Após o ataque a Beirute, Blinken repetiu seu argumento de que uma combinação entre dissuasão e diplomacia havia evitado uma guerra mais ampla no Oriente Médio. Mas, à medida que os eventos fogem do controle dos EUA, ele está cada vez menos convincente.
Grandes decisões estão por vir. Primeiro, com ou sem Nasrallah, o Hezbollah terá que decidir como usar seu arsenal de armas restante. Eles tentarão organizar um ataque muito mais pesado contra Israel? O grupo pode entender que, se não usar seus foguetes e mísseis que ainda estão armazenados, Israel vai causar ainda mais destruição do seu lado da fronteira.
Os israelenses também devem tomar decisões com consequências importantes. Já se fala sobre uma operação terrestre contra o Líbano e, embora ainda não tenha mobilizado todas as reservas de que pode precisar, uma invasão está na agenda de Israel.

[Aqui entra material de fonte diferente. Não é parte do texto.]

impl<T, const CHUNK: usize> FromIterator<T> for ChunkedDeque<T, CHUNK> {
    fn from_iter<I: IntoIterator<Item = T>>(iter: I) -> Self {
        let mut q = Self::new();
        q.extend(iter);
        q
    }
}

impl<T, const N: usize, const CHUNK: usize> From<[T; N]> for ChunkedDeque<T, CHUNK> {
    fn from(value: [T; N]) -> Self {
        Self::from_iter(value)
    }
}

impl<T: fmt::Debug, const CHUNK: usize> fmt::Debug for ChunkedDeque<T, CHUNK> {
    fn fmt(&self, f: &mut fmt::Formatter<'_>) -> fmt::Result {
        f.debug_list().entries(self.iter()).finish()
    }
}

impl<T: PartialEq, const CHUNK: usize> PartialEq for ChunkedDeque<T, CHUNK> {
    fn eq(&self, other: &Self) -> bool {
        self.len == other.len && self.iter().eq(other.iter())
    }
}

impl<T: Eq, const CHUNK: usize> Eq for ChunkedDeque<T, CHUNK> {}

impl<T, U, const CHUNK: usize> PartialEq<[U]> for ChunkedDeque<T, CHUNK>
where
    T: PartialEq<U>,
{
    fn eq(&self, other: &[U]) -> bool {
        self.len == other.len() && self.iter().zip(other).all(|(a, b)| a == b)
    }
}

impl<T, U, const CHUNK: usize> PartialEq<&[U]> for ChunkedDeque<T, CHUNK>
where
    T: PartialEq<U>,
{
    #[inline]
    fn eq(&self, other: &&[U]) -> bool {
        PartialEq::eq(self, *other)
    }
}

impl<T, U, const CHUNK: usize, const M: usize> PartialEq<[U; M]> for ChunkedDeque<T, CHUNK>
where
    T: PartialEq<U>,
{
    #[inline]
    fn eq(&self, other: &[U; M]) -> bool {
        PartialEq::eq(self, other.as_slice())
    }
}

impl<T: hash::Hash, const CHUNK: usize> hash::Hash for ChunkedDeque<T, CHUNK> {
    fn hash<H: hash::Hasher>(&self, state: &mut H) {
        state.write_usize(self.len);
        self.iter().for_each(|x| x.hash(state));
    }
}

impl<T, const CHUNK: usize> ops::Index<usize> for ChunkedDeque<T, CHUNK> {
    type Output = T;

    #[inline]
    fn index(&self, index: usize) -> &Self::Output {
        self.get(index).expect("Out of bounds access")
    }
}

impl<T, const CHUNK: usize> ops::IndexMut<usize> for ChunkedDeque<T, CHUNK> {
    #[inline]
    fn index_mut(&mut self, index: usize) -> &mut Self::Output {
        self.get_mut(index).expect("Out of bounds access")
    }
}

impl<T, const CHUNK: usize> IntoIterator for ChunkedDeque<T, CHUNK> {
    type Item = T;
    type IntoIter = IntoIter<T, Self>;

    #[inline]
    fn into_iter(self) -> Self::IntoIter {
        IntoIter::new(self)
    }
}

impl<'a, T, const CHUNK: usize> IntoIterator for &'a ChunkedDeque<T, CHUNK> {
    type Item = &'a T;
    type IntoIter = Iter<'a, T, CHUNK>;

    #[inline]
    fn into_iter(self) -> Self::IntoIter {
        self.iter()
    }
}

impl<'a, T, const CHUNK: usize> IntoIterator for &'a mut ChunkedDeque<T, CHUNK> {
    type Item = &'a mut T;
    type IntoIter = IterMut<'a, T>;

    #[inline]
    fn into_iter(self) -> Self::IntoIter {
        self.iter_mut()
    }
}

impl<T, const CHUNK: usize> ContainerCommon for ChunkedDeque<T, CHUNK> {
    #[inline]
    fn len(&self) -> usize {
        self.len
    }

    #[inline]
    fn capacity(&self) -> usize {
        usize::MAX
    }

    #[inline]
    fn is_empty(&self) -> bool {
        self.len == 0
    }

    #[inline]
    fn is_full(&self) -> bool {
        false
    }
}

impl<T, const CHUNK: usize> DequeLike<T> for ChunkedDeque<T, CHUNK> {
    #[inline]
    fn push_front(&mut self, value: T) -> Result<(), PushError<T>> {
        self.push_front(value)
    }

    #[inline]
    fn push_back(&mut self, value: T) -> Result<(), PushError<T>> {
        self.push_back(value)
    }

    #[inline]
    fn pop_front(&mut self) -> Option<T> {
        self.pop_front()
    }

    #[inline]
    fn pop_back(&mut self) -> Option<T> {
        self.pop_back()
    }

    #[inline]
    fn front(&self) -> Option<&T> {
        self.front()
    }

    #[inline]
    fn front_mut(&mut self) -> Option<&mut T> {
        self.front_mut()
    }

    #[inline]
    fn back(&self) -> Option<&T> {
        self.back()
    }

    #[inline]
    fn back_mut(&mut self) -> Option<&mut T> {
        self.back_mut()
    }

    #[inline]
    fn for_each(&self, f: impl FnMut(&T)) {
        self.iter().for_each(f);
    }

    #[inline]
    fn for_each_mut(&mut self, f: impl FnMut(&mut T)) {
        self.for_each_mut(f);
    }

    #[inline]
    fn rev_for_each_mut(&mut self, f: impl FnMut(&mut T)) {
        self.rev_for_each_mut(f);
    }

    #[inline]
    fn sort_with<S, C>(&mut self, sort: S, compare: C)
    where
        S: FnOnce(&mut [T], &mut C),
        C: FnMut(&T, &T) -> Ordering,
    {
        self.sort_with(sort, compare);
    }

    #[inline]
    fn clear(&mut self) {
        self.clear();
    }

    #[inline]
    fn destroy(&mut self) {
        self.destroy();
    }

    #[inline]
    fn is_allocated(&self) -> bool {
        self.is_allocated()
    }

    #[inline]
    fn empty_like(&self) -> Self {
        Self::new()
    }
}

#[cfg(test)]
mod tests {
    use super::*;

    #[test]
    fn t_new_allocates_nothing() {
        let q = ChunkedDeque::<i32, 4>::new();
        assert!(q.is_empty());
        assert!(!q.is_allocated());
        assert_eq!(q.chunk_count(), 0);
        assert_eq!(q.front(), None);
        assert_eq!(q.get(0), None);
    }

    #[test]
    fn t_push_back_links_chunks() {
        let mut q = ChunkedDeque::<i32, 4>::new();
        for i in 0..9 {
            q.push_back(i).unwrap();
        }
        assert_eq!(q.chunk_count(), 3);
        assert_eq!(q.allocated_capacity(), 12);
        assert_eq!(q, [0, 1, 2, 3, 4, 5, 6, 7, 8]);
        assert_eq!(q.front(), Some(&0));
        assert_eq!(q.back(), Some(&8));
    }

    #[test]
    fn t_push_front_fills_new_chunk_from_the_right() {
        let mut q = ChunkedDeque::<i32, 4>::new();
        q.push_front(3).unwrap();
        assert_eq!(q.chunk(q.first.unwrap()).head, 3);
        for i in (0..3).rev() {
            q.push_front(i).unwrap();
        }
        assert_eq!(q.chunk_count(), 1);
        q.push_front(-1).unwrap();
        assert_eq!(q.chunk_count(), 2);
        assert_eq!(q, [-1, 0, 1, 2, 3]);
    }

    #[test]
    fn t_pop_frees_emptied_chunks() {
        let mut q = ChunkedDeque::<i32, 2>::new();
        for i in 0..6 {
            q.push_back(i).unwrap();
        }
        assert_eq!(q.chunk_count(), 3);
        assert_eq!(q.pop_front(), Some(0));
        assert_eq!(q.chunk_count(), 3);
        assert_eq!(q.pop_front(), Some(1));
        assert_eq!(q.chunk_count(), 2);
        assert_eq!(q.pop_back(), Some(5));
        assert_eq!(q.pop_back(), Some(4));
        assert_eq!(q.chunk_count(), 1);
        assert_eq!(q.pop_back(), Some(3));
        assert_eq!(q.pop_back(), Some(2));
        // the sole chunk survives running empty.
        assert_eq!(q.chunk_count(), 1);
        assert_eq!(q.pop_back(), None);
        assert_eq!(q.pop_front(), None);
        assert!(q.is_empty());
    }

    #[test]
    fn t_sole_empty_chunk_is_reused_from_both_ends() {
        let mut q = ChunkedDeque::<i32, 4>::new();
        q.push_back(1).unwrap();
        q.pop_back();
        q.push_front(0).unwrap();
        q.push_back(1).unwrap();
        assert_eq!(q.chunk_count(), 2);
        assert_eq!(q, [0, 1]);
        q.clear();
        q.push_back(2).unwrap();
        q.push_back(3).unwrap();
        assert_eq!(q.chunk_count(), 1);
        assert_eq!(q, [2, 3]);
    }

    #[test]
    fn t_freed_slots_are_recycled() {
        let mut q = ChunkedDeque::<i32, 2>::new();
        for i in 0..4 {
            q.push_back(i).unwrap();
        }
        q.pop_front();
        q.pop_front();
        assert_eq!(q.free, [0]);
        q.push_back(4).unwrap();
        q.push_back(5).unwrap();
        assert!(q.free.is_empty());
        assert_eq!(q.chunks.len(), 2);
        assert_eq!(q, [2, 3, 4, 5]);
    }

    #[test]
    fn t_get_from_both_ends() {
        let mut q = ChunkedDeque::<i32, 3>::new();
        for i in 0..5 {
            q.push_back(i).unwrap();
        }
        for i in 1..5 {
            q.push_front(-i).unwrap();
        }
        let expected: Vec<i32> = (-4..5).collect();
        for (i, x) in expected.iter().enumerate() {
            assert_eq!(q.get(i), Some(x));
        }
        assert_eq!(q.get(expected.len()), None);
        *q.get_mut(7).unwrap() = 70;
        assert_eq!(q[7], 70);
    }

    #[test]
    fn t_clear_keeps_one_chunk() {
        let mut q = ChunkedDeque::<String, 2>::new();
        for s in ["a", "b", "c", "d", "e"] {
            q.push_back(s.to_string()).unwrap();
        }
        assert_eq!(q.chunk_count(), 3);
        q.clear();
        assert!(q.is_empty());
        assert!(q.is_allocated());
        assert_eq!(q.chunk_count(), 1);
        q.destroy();
        assert!(!q.is_allocated());
        assert_eq!(q.chunk_count(), 0);
        q.clear();
        assert!(!q.is_allocated());
    }

    #[test]
    fn t_sort_keeps_layout() {
        let mut q = ChunkedDeque::<i32, 4>::new();
        for i in [5, 6, 7, 8, 9] {
            q.push_back(i).unwrap();
        }
        for i in [4, 3, 2, 1, 0] {
            q.push_front(9 - i).unwrap();
        }
        let chunks = q.chunk_count();
        q.sort_with(crate::sort::insertion_sort, |a, b| a.cmp(b));
        assert_eq!(q.chunk_count(), chunks);
        assert_eq!(q.len(), 10);
        assert_eq!(q, [5, 5, 6, 6, 7, 7, 8, 8, 9, 9]);
    }

    #[test]
    fn t_panicking_sort_leaves_usable_deque() {
        use std::{
            cell::Cell,
            panic::{AssertUnwindSafe, catch_unwind},
            rc::Rc,
        };

        #[derive(Debug)]
        struct Counted(i32, Rc<Cell<usize>>);

        impl Drop for Counted {
            fn drop(&mut self) {
                self.1.set(self.1.get() + 1);
            }
        }

        let drops = Rc::new(Cell::new(0));
        let mut q = ChunkedDeque::<Counted, 2>::new();
        for i in 0..6 {
            q.push_back(Counted(i, Rc::clone(&drops))).unwrap();
        }
        assert_eq!(q.chunk_count(), 3);

        let res = catch_unwind(AssertUnwindSafe(|| {
            q.sort_with(|_: &mut [Counted], _| panic!("comparator gave up"), |a, b| a.0.cmp(&b.0));
        }));
        assert!(res.is_err());
        assert_eq!(drops.get(), 6);
        assert!(q.is_empty());
        assert_eq!(q.chunk_count(), 1);

        q.push_back(Counted(42, Rc::clone(&drops))).unwrap();
        assert_eq!(q.front().map(|c| c.0), Some(42));
        assert_eq!(q.back().map(|c| c.0), Some(42));
        q.push_front(Counted(41, Rc::clone(&drops))).unwrap();
        assert_eq!(q.iter().map(|c| c.0).collect::<Vec<_>>(), [41, 42]);
        assert_eq!(q.pop_back().map(|c| c.0), Some(42));
        drop(q);
        assert_eq!(drops.get(), 8);
    }

    #[test]
    fn t_rev_for_each_mut_order() {
        let mut q: ChunkedDeque<i32, 2> = (0..5).collect();
        let mut seen = Vec::new();
        q.rev_for_each_mut(|x| seen.push(*x));
        assert_eq!(seen, [4, 3, 2, 1, 0]);
    }
}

E alguns no Líbano acreditam que, no caso de uma guerra terrestre, o Hezbollah poderia anular algumas das forças militares de Israel.
Diplomatas ocidentais, entre eles os aliados mais fiéis de Israel, esperavam acalmar as coisas, instando Israel a aceitar uma solução diplomática.
Eles agora observarão os eventos com consternação e também com uma sensação de impotência.